There is a staggering growth of endpoint mobile devices in enterprises. With this influx, Information Technology (IT) administrators can no longer ignore these mobile devices as simply outside their scope of responsibility. Correspondingly, there has been an unprecedented growth in the cloud services that are made available by an enterprise to its employees. Traditionally, enterprises have deployed one secure application for each service for each platform, but this has eventually failed to scale with the growth of mobility in IT. There are myriad numbers of cloud-based services that are being accessed from unmanaged endpoint mobile devices across diverse operating systems, uncontrolled network topologies and vaguely understood mobile geographies. Typically, enterprises have deployed applications for a specific service, applications to access corporate resources that themselves vary for different network conditions, and applications to secure the endpoints itself.
Conventionally, for each application, the enterprise user must perform numerous steps. For example, the end user must contact an enterprise administrator (i.e., in person or web portal) to configure the mobile device to use the end-point application for a corresponding service. The end user must enroll in each application to access a service, and the enterprise administrator has to undertake to the complex tasks of tracking, deploying and managing individual apps on each endpoint mobile device. Accordingly, it would be advantageous to eliminate the multiple applications for various enterprise functions, to enable a user to connect to multiple cloud services.
Normally, to securely access multiple network resources concurrently, the end user has to connect to multiple applications, such as a corporate VPN for accessing enterprise's internal resources (intranet) and a private VPN or a network filtering application for accessing internet resources. This is not only perplexing for the end user but also creates several compatibility issues between different applications which compete for network access at different layers of networking. For instance, the service of a Virtual Private Network (VPN) application to securely connect to an enterprise network is affected by a web security firewall application running on the device which monitors and forbids any network interface changes. The situation is further exacerbated by the fact that the user needs to reconfigure each application depending upon the changes in network conditions such as moving from one subnet to another and that there is no indication to the user to perform such a change. All such service transitions must then be performed manually by the user with every network change. This is analogous to the situation where a user must statically configure Internet Protocol (IP) address configuration on a network interface for every network change. This problem was overcome by Dynamic Host Configuration Protocol (DHCP) that discovers configuration for the interface such as IP Address, Subnet Mask, Default Gateways and Domain Name System (DNS) servers. With the advent of mobility and explosion in the number of cloud services and mobile applications, there is a similar need for unified service discovery and secure availability.

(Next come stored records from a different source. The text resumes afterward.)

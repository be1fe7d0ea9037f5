//! Configuration management for the intake service.

use anyhow::{Context, Result};
use serde::Deserialize;
use std::path::Path;

use agni_common::constants::{DEFAULT_LISTEN_ADDR, DEFAULT_LOG_PATH, DEFAULT_NONCE_TTL_SECS};

/// Application configuration
#[derive(Debug, Clone, Deserialize)]
pub struct AppConfig {
    /// HTTP listen address
    #[serde(default = "default_listen_addr")]
    pub listen_addr: String,

    /// Redis URL for the shared nonce store; in-memory when unset
    #[serde(default)]
    pub redis_url: Option<String>,

    /// How long Redis remembers a claimed nonce
    #[serde(default = "default_nonce_ttl")]
    pub nonce_ttl_secs: u64,

    /// Behavior log file (JSON lines)
    #[serde(default = "default_log_path")]
    pub log_path: String,

    /// Allow cross-origin requests from any origin (browser widget)
    #[serde(default = "default_cors_allow_any")]
    pub cors_allow_any: bool,
}

// Default value functions
fn default_listen_addr() -> String { DEFAULT_LISTEN_ADDR.to_string() }
fn default_nonce_ttl() -> u64 { DEFAULT_NONCE_TTL_SECS }
fn default_log_path() -> String { DEFAULT_LOG_PATH.to_string() }
fn default_cors_allow_any() -> bool { true }

impl AppConfig {
    /// Load configuration from file, with CLI overrides
    pub fn load(config_path: &str, args: &super::Args) -> Result<Self> {
        let mut config = if Path::new(config_path).exists() {
            let settings = config::Config::builder()
                .add_source(config::File::with_name(config_path))
                .build()
                .context("Failed to load config file")?;

            settings
                .try_deserialize()
                .context("Failed to parse config")?
        } else {
            // Use defaults if config file doesn't exist
            tracing::warn!("Config file not found, using defaults");
            Self::default()
        };

        // Apply CLI overrides
        if let Some(ref redis_url) = args.redis_url {
            config.redis_url = Some(redis_url.clone());
        }
        if let Some(ref listen) = args.listen {
            config.listen_addr = listen.clone();
        }
        if let Some(ref log_path) = args.log_path {
            config.log_path = log_path.clone();
        }

        Ok(config)
    }
}

impl Default for AppConfig {
    fn default() -> Self {
        Self {
            listen_addr: default_listen_addr(),
            redis_url: None,
            nonce_ttl_secs: default_nonce_ttl(),
            log_path: default_log_path(),
            cors_allow_any: default_cors_allow_any(),
        }
    }
}
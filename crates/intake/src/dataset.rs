//! Offline dataset export: behavior log → feature CSV.
//!
//! Rows are built with the same extractor the tracker runs before calling the
//! classifier, so exported features match what the classifier sees live.

use std::path::Path;

use anyhow::{Context, Result};
use agni_common::FeatureRecord;
use agni_common::constants::FEATURE_NAMES;

use crate::store::read_log;

/// Outcome of an export run
#[derive(Debug, Clone, Copy, PartialEq, Eq)]
pub struct ExportSummary {
    pub rows: usize,
    pub labelled: usize,
    pub skipped: usize,
}

/// Write one CSV row per logged submission.
///
/// Columns are the classifier feature names followed by `label`, which is
/// left empty for unlabelled submissions.
pub fn export_csv(log_path: &Path, out_path: &Path) -> Result<ExportSummary> {
    let (records, skipped) = read_log(log_path)
        .with_context(|| format!("Failed to read behavior log {}", log_path.display()))?;

    let mut writer = csv::Writer::from_path(out_path)
        .with_context(|| format!("Failed to create {}", out_path.display()))?;

    let header = FEATURE_NAMES.iter().copied().chain(std::iter::once("label"));
    writer.write_record(header)?;

    let mut labelled = 0;
    for record in &records {
        let features = FeatureRecord::from_payload(&record.payload);
        let label = record.label.map(|l| l.to_string()).unwrap_or_default();
        if record.label.is_some() {
            labelled += 1;
        }

        let row = features
            .to_row()
            .iter()
            .map(|v| v.to_string())
            .chain(std::iter::once(label))
            .collect::<Vec<_>>();
        writer.write_record(&row)?;
    }
    writer.flush()?;

    tracing::info!(
        rows = records.len(),
        labelled,
        skipped,
        out = %out_path.display(),
        "Dataset exported"
    );

    Ok(ExportSummary {
        rows: records.len(),
        labelled,
        skipped,
    })
}

#[cfg(test)]
mod tests {
    use super::*;

    #[test]
    fn test_export_rows() {
        let dir = tempfile::tempdir().unwrap();
        let log = dir.path().join("behavior.jsonl");
        let out = dir.path().join("dataset.csv");

        let lines = [
            r#"{"prompt":"p","answer":"yes","reaction_time":250,"keystrokes":[{"key":"y","time":0},{"key":"e","time":100},{"key":"s","time":250}],"mouseMovements":[{"x":0,"y":0,"time":0},{"x":3,"y":4,"time":10}],"timestamp":"2025-01-01T00:00:00Z","label":1}"#,
            r#"{"prompt":"p","answer":"","reaction_time":90,"timestamp":"2025-01-01T00:00:01Z"}"#,
            "{broken",
        ];
        std::fs::write(&log, lines.join("\n")).unwrap();

        let summary = export_csv(&log, &out).unwrap();
        assert_eq!(
            summary,
            ExportSummary {
                rows: 2,
                labelled: 1,
                skipped: 1
            }
        );

        let csv = std::fs::read_to_string(&out).unwrap();
        let mut lines = csv.lines();
        assert_eq!(
            lines.next(),
            Some("reaction_time,answer_length,avg_key_interval,std_key_interval,mouse_distance,mouse_avg_speed,mouse_movements,label")
        );
        assert_eq!(lines.next(), Some("250,3,125,25,5,0.5,2,1"));
        assert_eq!(lines.next(), Some("90,0,0,0,0,0,0,"));
        assert_eq!(lines.next(), None);
    }

    #[test]
    fn test_missing_log_is_error() {
        let dir = tempfile::tempdir().unwrap();
        let err = export_csv(&dir.path().join("nope.jsonl"), &dir.path().join("out.csv"));
        assert!(err.is_err());
    }
}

Additionally, IT administrators need to restrict mobile devices with high risk from network access or sensitive corporate resources to prevent any data breaches or network attack vulnerabilities. With visibility into the actual risk of a mobile device, one approach is to restrict access to these sensitive resources from a mobile device. However, it is advantageous and useful to allow network access to mobile devices to improve productivity.
Conventional Network Access Control (NAC) systems are predominantly static and severely limited in scope and implementation. Most NACs are on premise and rely on pre-enrollment static verifications on the requesting mobile device such as anti-virus status, system update level, and configurations. If the mobile device conforms to the business policy and inventory management systems, the access to the network is granted or denied. This mode of operation blatantly fails for mobile devices which allow users to access network resources from a variety of mobile applications and network carriers across different geographies where a traditional IT admin has no control. For example, a mobile device may bring malware from any outside network into enterprise network and contaminate all other network devices.
Further, the systems that NACs employ to profile risk often operate in autonomous isolation and have only limited user/device context that notably masks the appraisal of risk. For instance, a malicious user having a record of accessing malware applications with a “known” on-premise device may be allowed access to sensitive corporate resources without any advanced security challenge whereas another benign user with an “unknown” mobile device may be disallowed access to a trivial resource or be challenged with some strongest multi-factor authentication. Also, the IT administrator has to bear the responsibility of diligently updating NAC servers as new threats emerge to accurately measure the threat profile of the requesting device.